[Assignment]: Every line of the material that holds "EnvFilter" should be counted; give the number and nothing more.

[Extracted information]:
▼▼▼
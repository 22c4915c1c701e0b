use anyhow::{Context, Result};
use clap::Parser;
use neptune_chat::auth::{self, FileSecretStore, SecretStore};
use neptune_chat::client::ChatClient;
use neptune_chat::config::Config;
use neptune_chat::error::Error;
use neptune_chat::registry::{self, ModelId, Statefulness};
use neptune_chat::session::ChatSession;
use neptune_chat::transcript::{self, Transcript};
use std::io::Write;
use std::path::{Path, PathBuf};
use tokio::io::{AsyncBufReadExt, BufReader, Lines, Stdin};

type InputLines = Lines<BufReader<Stdin>>;

#[derive(Parser)]
#[command(
    name = "neptune",
    version,
    about = "Chat with Neptune AI models from the terminal"
)]
struct Cli {
    #[command(subcommand)]
    command: Command,
}

#[derive(clap::Subcommand)]
enum Command {
    /// Start an interactive chat session
    Chat {
        /// Path to config file
        #[arg(short, long, default_value = "config.toml")]
        config: PathBuf,

        /// Model id (see `neptune models`)
        #[arg(short, long)]
        model: Option<String>,
    },

    /// Send a single message and print the reply
    Ask {
        /// Message text
        text: String,

        /// Path to config file
        #[arg(short, long, default_value = "config.toml")]
        config: PathBuf,

        /// Model id (see `neptune models`)
        #[arg(short, long)]
        model: Option<String>,
    },

    /// Log in and store the access token
    Login {
        #[arg(long)]
        email: String,

        /// Password; falls back to $NEPTUNE_PASSWORD, then stdin
        #[arg(long)]
        password: Option<String>,

        /// Path to config file
        #[arg(short, long, default_value = "config.toml")]
        config: PathBuf,
    },

    /// Forget the stored access token
    Logout {
        /// Path to config file
        #[arg(short, long, default_value = "config.toml")]
        config: PathBuf,
    },

    /// List available models
    Models,
}

#[tokio::main]
async fn main() -> Result<()> {
    tracing_subscriber::fmt()
        .with_env_filter(
            tracing_subscriber::EnvFilter::try_from_default_env()
                .unwrap_or_else(|_| tracing_subscriber::EnvFilter::new("neptune_chat=warn")),
        )
        .with_writer(std::io::stderr)
        .init();

    dotenvy::dotenv().ok();

    let cli = Cli::parse();

    match cli.command {
        Command::Chat { config, model } => {
            let cfg = load_config(&config)?;
            let model = pick_model(&cfg, model.as_deref())?;
            run_chat(&cfg, model).await
        }
        Command::Ask {
            text,
            config,
            model,
        } => {
            let cfg = load_config(&config)?;
            let model = pick_model(&cfg, model.as_deref())?;
            let client = ChatClient::from_config(&cfg.server)?;
            let token = token_store(&cfg).get()?;
            let mut session = ChatSession::new(model).with_token(token);
            if !run_turn(&mut session, &client, &text).await {
                anyhow::bail!("request failed");
            }
            Ok(())
        }
        Command::Login {
            email,
            password,
            config,
        } => {
            let cfg = load_config(&config)?;
            let client = ChatClient::from_config(&cfg.server)?;
            let password = match password.or_else(|| std::env::var("NEPTUNE_PASSWORD").ok()) {
                Some(p) => p,
                None => read_password_line().await?,
            };
            let mut store = token_store(&cfg);
            auth::login(&client, &mut store, &email, &password)
                .await
                .context("Login failed. Check credentials.")?;
            println!("Logged in as {email}");
            Ok(())
        }
        Command::Logout { config } => {
            let cfg = load_config(&config)?;
            auth::logout(&mut token_store(&cfg))?;
            println!("Logged out");
            Ok(())
        }
        Command::Models => {
            print_models(None);
            Ok(())
        }
    }
}

fn load_config(path: &Path) -> Result<Config> {
    let cfg = if path.exists() {
        Config::load(path)?
    } else {
        Config::default()
    };
    cfg.validate()?;
    Ok(cfg)
}

fn pick_model(cfg: &Config, cli_model: Option<&str>) -> Result<ModelId> {
    let id = cli_model.unwrap_or(&cfg.chat.default_model);
    Ok(id.parse::<ModelId>()?)
}

fn token_store(cfg: &Config) -> FileSecretStore {
    cfg.auth
        .token_path
        .clone()
        .map(FileSecretStore::new)
        .unwrap_or_default()
}

async fn read_password_line() -> Result<String> {
    print!("Password: ");
    std::io::stdout().flush()?;
    let mut lines = BufReader::new(tokio::io::stdin()).lines();
    Ok(lines.next_line().await?.unwrap_or_default())
}

fn print_models(active: Option<ModelId>) {
    for m in registry::all() {
        let marker = if Some(m.id) == active { "*" } else { " " };
        let mode = match m.statefulness {
            Statefulness::Stateless => "stateless",
            Statefulness::Stateful => "stateful, streamed",
        };
        let persona = if m.persona_preamble.is_some() {
            ", persona"
        } else {
            ""
        };
        println!("{marker} {:<12} {} ({mode}{persona})", m.id.as_str(), m.display_label);
    }
}

fn prompt() {
    print!("> ");
    let _ = std::io::stdout().flush();
}

/// Run one turn, printing the reply as it arrives. Ctrl-C abandons the turn.
/// Returns false if the exchange failed.
async fn run_turn(session: &mut ChatSession, client: &ChatClient, text: &str) -> bool {
    let speaker = session.model().speaker;
    let mut started = false;
    let print_delta = |delta: &str| {
        if !started {
            if let Some(name) = speaker {
                print!("{name}: ");
            }
            started = true;
        }
        print!("{delta}");
        let _ = std::io::stdout().flush();
    };

    let result = tokio::select! {
        r = session.submit(client, text, print_delta) => Some(r),
        _ = tokio::signal::ctrl_c() => None,
    };

    match result {
        None => {
            session.cancel_turn();
            println!("\n[cancelled]");
            true
        }
        Some(Ok(Some(turn))) => {
            println!();
            println!("  ({:.1} ms)", turn.latency.as_secs_f64() * 1000.0);
            true
        }
        Some(Ok(None)) => true,
        Some(Err(e)) => {
            println!();
            eprintln!("error: {e}");
            false
        }
    }
}

enum Flow {
    Continue,
    Quit,
}

async fn run_chat(cfg: &Config, model: ModelId) -> Result<()> {
    let client = ChatClient::from_config(&cfg.server)?;
    let mut store = token_store(cfg);
    let token = store.get()?;
    let logged_in = token.is_some();
    let mut session = ChatSession::new(model).with_token(token);

    println!(
        "NEPTUNE AI ({}) at {}{}. Type /help for commands.",
        session.model().display_label,
        client.base_url(),
        if logged_in { ", logged in" } else { "" }
    );

    let mut lines = BufReader::new(tokio::io::stdin()).lines();
    loop {
        prompt();
        let Some(line) = lines.next_line().await? else {
            break;
        };
        let line = line.trim();
        if line.is_empty() {
            continue;
        }
        if let Some(command) = line.strip_prefix('/') {
            match handle_command(command, &mut session, &client, &mut store, &mut lines).await {
                Flow::Continue => continue,
                Flow::Quit => break,
            }
        }
        run_turn(&mut session, &client, line).await;
    }
    Ok(())
}

async fn handle_command(
    command: &str,
    session: &mut ChatSession,
    client: &ChatClient,
    store: &mut FileSecretStore,
    lines: &mut InputLines,
) -> Flow {
    let (name, arg) = command
        .split_once(char::is_whitespace)
        .map(|(n, a)| (n, a.trim()))
        .unwrap_or((command, ""));

    match name {
        "quit" | "exit" => return Flow::Quit,
        "help" => {
            println!("/models            list models");
            println!("/model <id>        switch model (clears the conversation)");
            println!("/reset             clear the conversation");
            println!("/save              archive the conversation on the server");
            println!("/export [dir]      write the conversation to a JSON file");
            println!("/login             log in");
            println!("/logout            forget the stored token");
            println!("/quit              leave (or Ctrl-D)");
            println!("Ctrl-C cancels a reply in progress.");
        }
        "models" => print_models(Some(session.model().id)),
        "model" => match session.select_model(arg) {
            Ok(m) => println!("Now chatting with {}", m.display_label),
            Err(e) => eprintln!("error: {e}"),
        },
        "reset" => {
            session.reset();
            println!("Conversation cleared");
        }
        "save" => {
            let conversation = session.conversation();
            match client
                .save_session(session.model().id, conversation.messages(), session.token())
                .await
            {
                Ok(id) => println!("Saved session {id}"),
                Err(e) => eprintln!("error: {e}"),
            }
        }
        "export" => {
            let dir = if arg.is_empty() {
                transcript::default_dir()
            } else {
                PathBuf::from(arg)
            };
            match Transcript::from_session(session).save(&dir) {
                Ok(path) => println!("Wrote {}", path.display()),
                Err(e) => eprintln!("error: {e}"),
            }
        }
        "login" => {
            if let Err(e) = repl_login(session, client, store, lines).await {
                match e {
                    Error::Auth(_) => eprintln!("Login failed. Check credentials."),
                    other => eprintln!("error: {other}"),
                }
            }
        }
        "logout" => match auth::logout(store) {
            Ok(()) => {
                session.set_token(None);
                println!("Logged out");
            }
            Err(e) => eprintln!("error: {e}"),
        },
        other => eprintln!("unknown command /{other}; try /help"),
    }
    Flow::Continue
}

async fn repl_login(
    session: &mut ChatSession,
    client: &ChatClient,
    store: &mut FileSecretStore,
    lines: &mut InputLines,
) -> neptune_chat::error::Result<()> {
    print!("Email: ");
    std::io::stdout().flush()?;
    let email = lines.next_line().await?.unwrap_or_default();
    print!("Password: ");
    std::io::stdout().flush()?;
    let password = lines.next_line().await?.unwrap_or_default();

    let token = auth::login(client, store, &email, &password).await?;
    session.set_token(Some(token));
    println!("Logged in as {}", email.trim());
    Ok(())
}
▲▲▲
[Problem solution]: 2